Au total, sur les neuf parcs éoliens que comptera le Sahara dans quelques années, six seront exploités par la société de Mohamed VI ou par des consortiums auxquels sa société participe, selon le site web de Nareva. Outre les deux parcs en exploitation (Foum el Oued et Aftissat), il est prévu de construire les parcs éoliens de Tiskrad, Boujdour et Aftissat II, ainsi qu'une usine de dessalement à énergie éolienne à Dakhla. Pour le journaliste marocain Omar Brouksy - l'une des rares voix critiques du pays sur les affaires royales - cette présence importante des entreprises de Mohammed VI dans le secteur des énergies renouvelables constitue un "quasi-monopole", nous a-t-il expliqué par téléphone depuis le Maroc.

17/05/2021

L'empire financier prospère de Mohammed VI

Francisco Peregil, El País, 16/5/2021
Traduit par Fausto Giudice

Journaliste au quotidien  espagnol  El Pais, Francisco Peregil est correspondant de ce journal pour le Maghreb, basé à Rabat, Maroc. Il est aussi l'auteur de plusieurs romans et essais.

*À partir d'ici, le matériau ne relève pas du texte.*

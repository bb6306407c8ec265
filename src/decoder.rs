use crate::frame::nv12_to_bgra;
use crate::{Error, Frame, FrameSource, Metadata, VideoInfo};
use ffmpeg_next as ffmpeg;
use ffmpeg_next::format::{input, Pixel};
use ffmpeg_next::media::Type;
use ffmpeg_next::software::scaling::{context::Context as ScaleContext, flag::Flags};
use ffmpeg_next::util::frame::video::Video as FFmpegFrame;
use std::sync::Once;
use std::time::Duration;

const FALLBACK_FRAMERATE: f64 = 25.0;

/// Decoded frames whose timestamp is this close below a seek target still satisfy it.
const SEEK_TOLERANCE: Duration = Duration::from_millis(1);

pub(crate) fn init() -> Result<(), Error> {
    ffmpeg::init().map_err(|e| {
        Error::Io(std::io::Error::new(
            std::io::ErrorKind::Other,
            format!("failed to initialize FFmpeg: {e}"),
        ))
    })?;

    static QUIET: Once = Once::new();
    QUIET.call_once(|| ffmpeg::util::log::set_level(ffmpeg::util::log::Level::Error));
    Ok(())
}

/// Turns a URL into something `avformat_open_input` understands.
pub(crate) fn resolve_location(uri: &url::Url) -> Result<String, Error> {
    if uri.scheme() == "file" {
        Ok(uri
            .to_file_path()
            .map_err(|_| Error::Uri)?
            .to_string_lossy()
            .into_owned())
    } else {
        Ok(uri.as_str().to_string())
    }
}

#[derive(Debug, Clone, Copy, PartialEq, Eq)]
enum Output {
    /// Even dimensions: NV12 from swscale, BGRA via `yuv`.
    Nv12,
    /// Odd dimensions cannot be packed as NV12 without padding.
    Bgra,
}

/// [`FrameSource`] backed by FFmpeg.
pub struct FfmpegSource {
    ictx: ffmpeg::format::context::Input,
    decoder: ffmpeg::decoder::Video,
    scaler: ScaleContext,
    output: Output,
    stream_index: usize,
    time_base: ffmpeg::Rational,
    info: VideoInfo,
    metadata: Metadata,
    eof_sent: bool,
}

impl FfmpegSource {
    pub fn open(uri: &url::Url) -> Result<Self, Error> {
        init()?;
        let path = resolve_location(uri)?;

        let ictx = input(&path).map_err(|e| {
            log::error!("Failed to open {}: {}", path, e);
            Error::Uri
        })?;

        let (stream_index, time_base, avg_frame_rate, stream_duration, params) = {
            let stream = ictx.streams().best(Type::Video).ok_or(Error::Caps)?;
            (
                stream.index(),
                stream.time_base(),
                stream.avg_frame_rate(),
                stream.duration(),
                stream.parameters(),
            )
        };

        let mut decoder = ffmpeg::codec::context::Context::from_parameters(params)
            .map_err(|_| Error::Caps)?
            .decoder()
            .video()
            .map_err(|_| Error::Cast)?;

        decoder.set_threading(ffmpeg::threading::Config {
            kind: ffmpeg::threading::Type::Frame,
            count: 0,
        });

        let width = decoder.width();
        let height = decoder.height();
        if width == 0 || height == 0 {
            return Err(Error::Caps);
        }

        let framerate = if avg_frame_rate.numerator() > 0 && avg_frame_rate.denominator() > 0 {
            avg_frame_rate.numerator() as f64 / avg_frame_rate.denominator() as f64
        } else {
            FALLBACK_FRAMERATE
        };

        if framerate.is_nan() || framerate.is_infinite() || framerate <= 0.0 {
            return Err(Error::Framerate(framerate));
        }

        let duration = if stream_duration > 0 && time_base.denominator() > 0 {
            Duration::from_secs_f64(
                stream_duration as f64 * time_base.numerator() as f64
                    / time_base.denominator() as f64,
            )
        } else if ictx.duration() > 0 {
            Duration::from_micros(ictx.duration() as u64)
        } else {
            Duration::ZERO
        };

        let output = if width % 2 == 0 && height % 2 == 0 {
            Output::Nv12
        } else {
            Output::Bgra
        };
        let target_format = match output {
            Output::Nv12 => Pixel::NV12,
            Output::Bgra => Pixel::BGRA,
        };

        let scaler = ScaleContext::get(
            decoder.format(),
            width,
            height,
            target_format,
            width,
            height,
            Flags::BILINEAR,
        )
        .map_err(|_| Error::Caps)?;

        let metadata = ictx
            .metadata()
            .iter()
            .map(|(k, v)| (k.to_string(), v.to_string()))
            .collect();

        log::info!(
            "Opened {}: {}x{} @ {:.2}fps, {:.2}s",
            path,
            width,
            height,
            framerate,
            duration.as_secs_f64()
        );

        Ok(Self {
            ictx,
            decoder,
            scaler,
            output,
            stream_index,
            time_base,
            info: VideoInfo {
                framerate,
                frame_size: (width, height),
                duration,
            },
            metadata,
            eof_sent: false,
        })
    }

    fn next_packet(&mut self) -> Option<ffmpeg::Packet> {
        let index = self.stream_index;
        self.ictx
            .packets()
            .find_map(|(stream, packet)| (stream.index() == index).then_some(packet))
    }

    fn timestamp_of(&self, decoded: &FFmpegFrame) -> Duration {
        let pts = decoded.timestamp().or(decoded.pts()).unwrap_or(0);
        let secs = pts as f64 * self.time_base.numerator() as f64
            / self.time_base.denominator().max(1) as f64;
        Duration::from_secs_f64(secs.max(0.0))
    }

    /// Pulls the next raw picture out of the decoder, feeding packets as needed.
    fn receive(&mut self) -> Result<Option<(FFmpegFrame, Duration)>, Error> {
        loop {
            let mut decoded = FFmpegFrame::empty();
            match self.decoder.receive_frame(&mut decoded) {
                Ok(()) => {
                    let timestamp = self.timestamp_of(&decoded);
                    return Ok(Some((decoded, timestamp)));
                }
                Err(ffmpeg::Error::Eof) => return Ok(None),
                Err(ffmpeg::Error::Other { errno }) if errno == ffmpeg::error::EAGAIN => {}
                Err(e) => return Err(Error::Decode(e.to_string())),
            }

            if self.eof_sent {
                return Ok(None);
            }

            match self.next_packet() {
                Some(packet) => {
                    if let Err(e) = self.decoder.send_packet(&packet) {
                        log::warn!("Dropping corrupt video packet: {:?}", e);
                    }
                }
                None => {
                    self.decoder
                        .send_eof()
                        .map_err(|e| Error::Decode(e.to_string()))?;
                    self.eof_sent = true;
                }
            }
        }
    }

    fn convert(&mut self, decoded: &FFmpegFrame, timestamp: Duration) -> Result<Frame, Error> {
        let mut scaled = FFmpegFrame::empty();
        self.scaler
            .run(decoded, &mut scaled)
            .map_err(|e| Error::Decode(format!("scaling failed: {e}")))?;

        let width = scaled.width();
        let height = scaled.height();

        let pixels = match self.output {
            Output::Nv12 => {
                let y_plane = scaled.data(0);
                let uv_plane = scaled.data(1);
                let y_stride = scaled.stride(0);
                let uv_stride = scaled.stride(1);

                let mut data = Vec::with_capacity((width * height * 3 / 2) as usize);
                for row in 0..height as usize {
                    let start = row * y_stride;
                    data.extend_from_slice(&y_plane[start..start + width as usize]);
                }
                for row in 0..(height / 2) as usize {
                    let start = row * uv_stride;
                    data.extend_from_slice(&uv_plane[start..start + width as usize]);
                }

                nv12_to_bgra(&data, width, height)
                    .ok_or_else(|| Error::Decode("colour conversion failed".to_string()))?
            }
            Output::Bgra => {
                let plane = scaled.data(0);
                let stride = scaled.stride(0);
                let row_len = width as usize * 4;
                let mut data = Vec::with_capacity(row_len * height as usize);
                for row in 0..height as usize {
                    let start = row * stride;
                    data.extend_from_slice(&plane[start..start + row_len]);
                }
                data
            }
        };

        Ok(Frame::new(
            pixels,
            width,
            height,
            timestamp,
            self.info.frame_number_at(timestamp),
        ))
    }
}

impl FrameSource for FfmpegSource {
    fn info(&self) -> VideoInfo {
        self.info
    }

    fn metadata(&self) -> Metadata {
        self.metadata.clone()
    }

    fn next_frame(&mut self) -> Result<Option<Frame>, Error> {
        match self.receive()? {
            Some((decoded, timestamp)) => self.convert(&decoded, timestamp).map(Some),
            None => Ok(None),
        }
    }

    fn seek(&mut self, target: Duration) -> Result<Option<Frame>, Error> {
        let micros = target.as_micros().min(i64::MAX as u128) as i64;
        log::info!("Seeking to {:.3}s", target.as_secs_f64());

        // Lands on the keyframe at or before the target; decode forward from there.
        self.ictx
            .seek(micros, ..micros)
            .map_err(|e| Error::Decode(format!("seek failed: {e}")))?;
        self.decoder.flush();
        self.eof_sent = false;

        let mut last = None;
        while let Some((decoded, timestamp)) = self.receive()? {
            if timestamp + SEEK_TOLERANCE >= target {
                return self.convert(&decoded, timestamp).map(Some);
            }
            last = Some((decoded, timestamp));
        }

        match last {
            Some((decoded, timestamp)) => self.convert(&decoded, timestamp).map(Some),
            None => Ok(None),
        }
    }
}

#[cfg(test)]
mod tests {
    use super::*;

    #[test]
    fn file_urls_resolve_to_paths() {
        let uri = url::Url::parse("file:///tmp/clip.mp4").unwrap();
        assert_eq!(resolve_location(&uri).unwrap(), "/tmp/clip.mp4");
    }

    #[test]
    fn network_urls_pass_through() {
        let uri = url::Url::parse("https://example.com/clip.mp4").unwrap();
        assert_eq!(
            resolve_location(&uri).unwrap(),
            "https://example.com/clip.mp4"
        );
    }
}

 La holding du roi du Maroc est l'une des plus puissantes d'Afrique, avec des intérêts dans la banque, l'assurance, le tourisme et la téléphonie.

La fortune du roi Mohammed VI et de sa famille s'accroît chaque fois qu'une personne vivant au Maroc ou dans d'autres pays africains accomplit un simple geste quotidien, comme déposer de l'argent à la banque Attijariwafa, la plus grande du pays et l'une des plus présentes sur le continent. Ou lorsqu'une personne souscrit une police auprès de sa filiale Wafa Assurance, le premier assureur du Maroc.

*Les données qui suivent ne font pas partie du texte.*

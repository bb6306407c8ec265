use gpui::{
    div, prelude::*, rgb, App, Application, Context, Entity, Render, SharedString, Subscription,
    Window, WindowOptions,
};
use gpui_video_label::{VideoEvent, VideoOptions, VideoView};
use std::path::PathBuf;
use std::time::{Duration, Instant};

struct WithControlsExample {
    video: Entity<VideoView>,
    elapsed: u64,
    duration: Duration,
    status: SharedString,
    last_click: Option<Instant>,
    _subscription: Subscription,
}

impl WithControlsExample {
    fn new(video: Entity<VideoView>, cx: &mut Context<Self>) -> Self {
        let subscription = cx.subscribe(&video, |this, _video, event: &VideoEvent, cx| {
            match event {
                VideoEvent::Loaded(info) => {
                    this.status = format!(
                        "{}x{} @ {:.2} fps",
                        info.frame_size.0, info.frame_size.1, info.framerate
                    )
                    .into();
                }
                VideoEvent::DurationKnown(duration) => this.duration = *duration,
                VideoEvent::SecondChanged(second) => this.elapsed = *second,
                VideoEvent::Ended => this.status = "ended".into(),
                VideoEvent::LoadFailed(e) | VideoEvent::Failed(e) => {
                    this.status = format!("error: {e}").into()
                }
                VideoEvent::FrameGenerated { .. } => return,
            }
            cx.notify();
        });

        Self {
            video,
            elapsed: 0,
            duration: Duration::ZERO,
            status: "loading".into(),
            last_click: None,
            _subscription: subscription,
        }
    }

    fn click_allowed(&mut self) -> bool {
        let now = Instant::now();
        if let Some(prev) = self.last_click {
            if now.saturating_duration_since(prev) < Duration::from_millis(100) {
                return false;
            }
        }
        self.last_click = Some(now);
        true
    }

    fn seek_by(&mut self, forward: bool, cx: &mut Context<Self>) {
        if !self.click_allowed() {
            return;
        }
        let player = self.video.read(cx).player().clone();
        let position = player.position();
        let step = Duration::from_secs(5);
        let target = if forward {
            position.saturating_add(step)
        } else {
            position.saturating_sub(step)
        };
        self.elapsed = target.as_secs();
        if let Err(e) = player.seek(target) {
            log::warn!("Seek failed: {}", e);
        }
        cx.notify();
    }
}

fn button(id: &'static str, label: &'static str) -> gpui::Stateful<gpui::Div> {
    div()
        .id(id)
        .px_3()
        .py_1()
        .rounded_md()
        .bg(rgb(0x2a2a2a))
        .hover(|style| style.bg(rgb(0x3a3a3a)))
        .cursor_pointer()
        .text_color(rgb(0xe0e0e0))
        .child(label)
}

impl Render for WithControlsExample {
    fn render(&mut self, _window: &mut Window, cx: &mut Context<Self>) -> impl IntoElement {
        let is_paused = self.video.read(cx).player().is_paused();
        let play_label = if is_paused { "Play" } else { "Pause" };

        let back_5s = button("back-5s", "-5s").on_click(cx.listener(
            |this: &mut Self, _event, _window, cx| this.seek_by(false, cx),
        ));

        let play_pause = button("play-pause", play_label).on_click(cx.listener(
            |this: &mut Self, _event, _window, cx| {
                if !this.click_allowed() {
                    return;
                }
                if let Err(e) = this.video.read(cx).player().toggle_pause() {
                    log::warn!("Toggle failed: {}", e);
                }
                cx.notify();
            },
        ));

        let stop = button("stop", "Stop").on_click(cx.listener(
            |this: &mut Self, _event, _window, cx| {
                this.video.read(cx).player().stop();
                this.elapsed = 0;
                cx.notify();
            },
        ));

        let forward_5s = button("forward-5s", "+5s").on_click(cx.listener(
            |this: &mut Self, _event, _window, cx| this.seek_by(true, cx),
        ));

        let clock: SharedString = format!(
            "{}s / {}s  {}",
            self.elapsed,
            self.duration.as_secs(),
            self.status
        )
        .into();

        div()
            .size_full()
            .bg(rgb(0x151515))
            .flex()
            .flex_col()
            .child(div().flex_1().child(self.video.clone()))
            .child(
                div()
                    .flex()
                    .items_center()
                    .justify_center()
                    .gap_3()
                    .p_2()
                    .child(back_5s)
                    .child(play_pause)
                    .child(stop)
                    .child(forward_5s)
                    .child(div().text_color(rgb(0xa0a0a0)).child(clock)),
            )
    }
}

fn main() {
    env_logger::init();
    let path = std::env::args()
        .nth(1)
        .map(PathBuf::from)
        .unwrap_or_else(|| PathBuf::from(env!("CARGO_MANIFEST_DIR")).join("assets/sample.mp4"));

    Application::new().run(move |cx: &mut App| {
        let _ = cx.open_window(
            WindowOptions {
                focus: true,
                ..Default::default()
            },
            |_, cx| {
                let video = cx.new(|cx| VideoView::new(VideoOptions::default(), cx));
                video.update(cx, |view, cx| {
                    view.set_scaled(true, true, cx);
                    if let Err(e) = view.player().load_file(&path) {
                        log::error!("Cannot load {}: {}", path.display(), e);
                    }
                });
                cx.new(|cx| WithControlsExample::new(video, cx))
            },
        );
        cx.activate(true);
    });
}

Le capital du roi augmente également chaque fois qu'une personne fait des achats dans le principal hypermarché du Maroc, Marjane, qui compte 100 points de vente dans 30 villes ; lorsqu'elle fait installer une ligne téléphonique ou Internet par le deuxième opérateur du pays (Inwi) ; ou lorsqu'elle séjourne dans un hôtel de la chaîne Atlas, présente dans les principales villes du Maroc.

Le patrimoine du roi et de sa famille peut également bénéficier lorsqu'une municipalité, une entreprise ou un particulier achète du ciment à la filiale marocaine du groupe franco-suisse LafargeHolcim, le plus grand cimentier du monde, auquel est associé le groupe d’entreprises du monarque. Ou lorsque quelqu'un commande des matériaux de construction à la société Sonasid (Société Nationale de Sidérurgie), leader sur le marché marocain de l'acier.

Toutes ces sociétés appartiennent au groupe Al Mada, du moins comme indiqué jusqu'à mercredi sur son site officiel, après quoi la page est devenue blanche. Ce fonds d'investissement a changé plusieurs fois de nom depuis sa création en 1966, sous Hassan II. À partir de 2018, il s'est présenté sous le nom d'Al Mada (perspective, en arabe) et a abandonné l'ancien nom SNI. Il prétend être l'un des plus grands fonds d'investissement du continent, déclare son siège à Casablanca et affirme que son identité est, avant tout, africaine. 

Le nom du roi n'apparaît pas sur le site ouèbe du groupe. Cependant, le nombre de 24 pays africains dans lesquels il est implanté se distingue par son importance.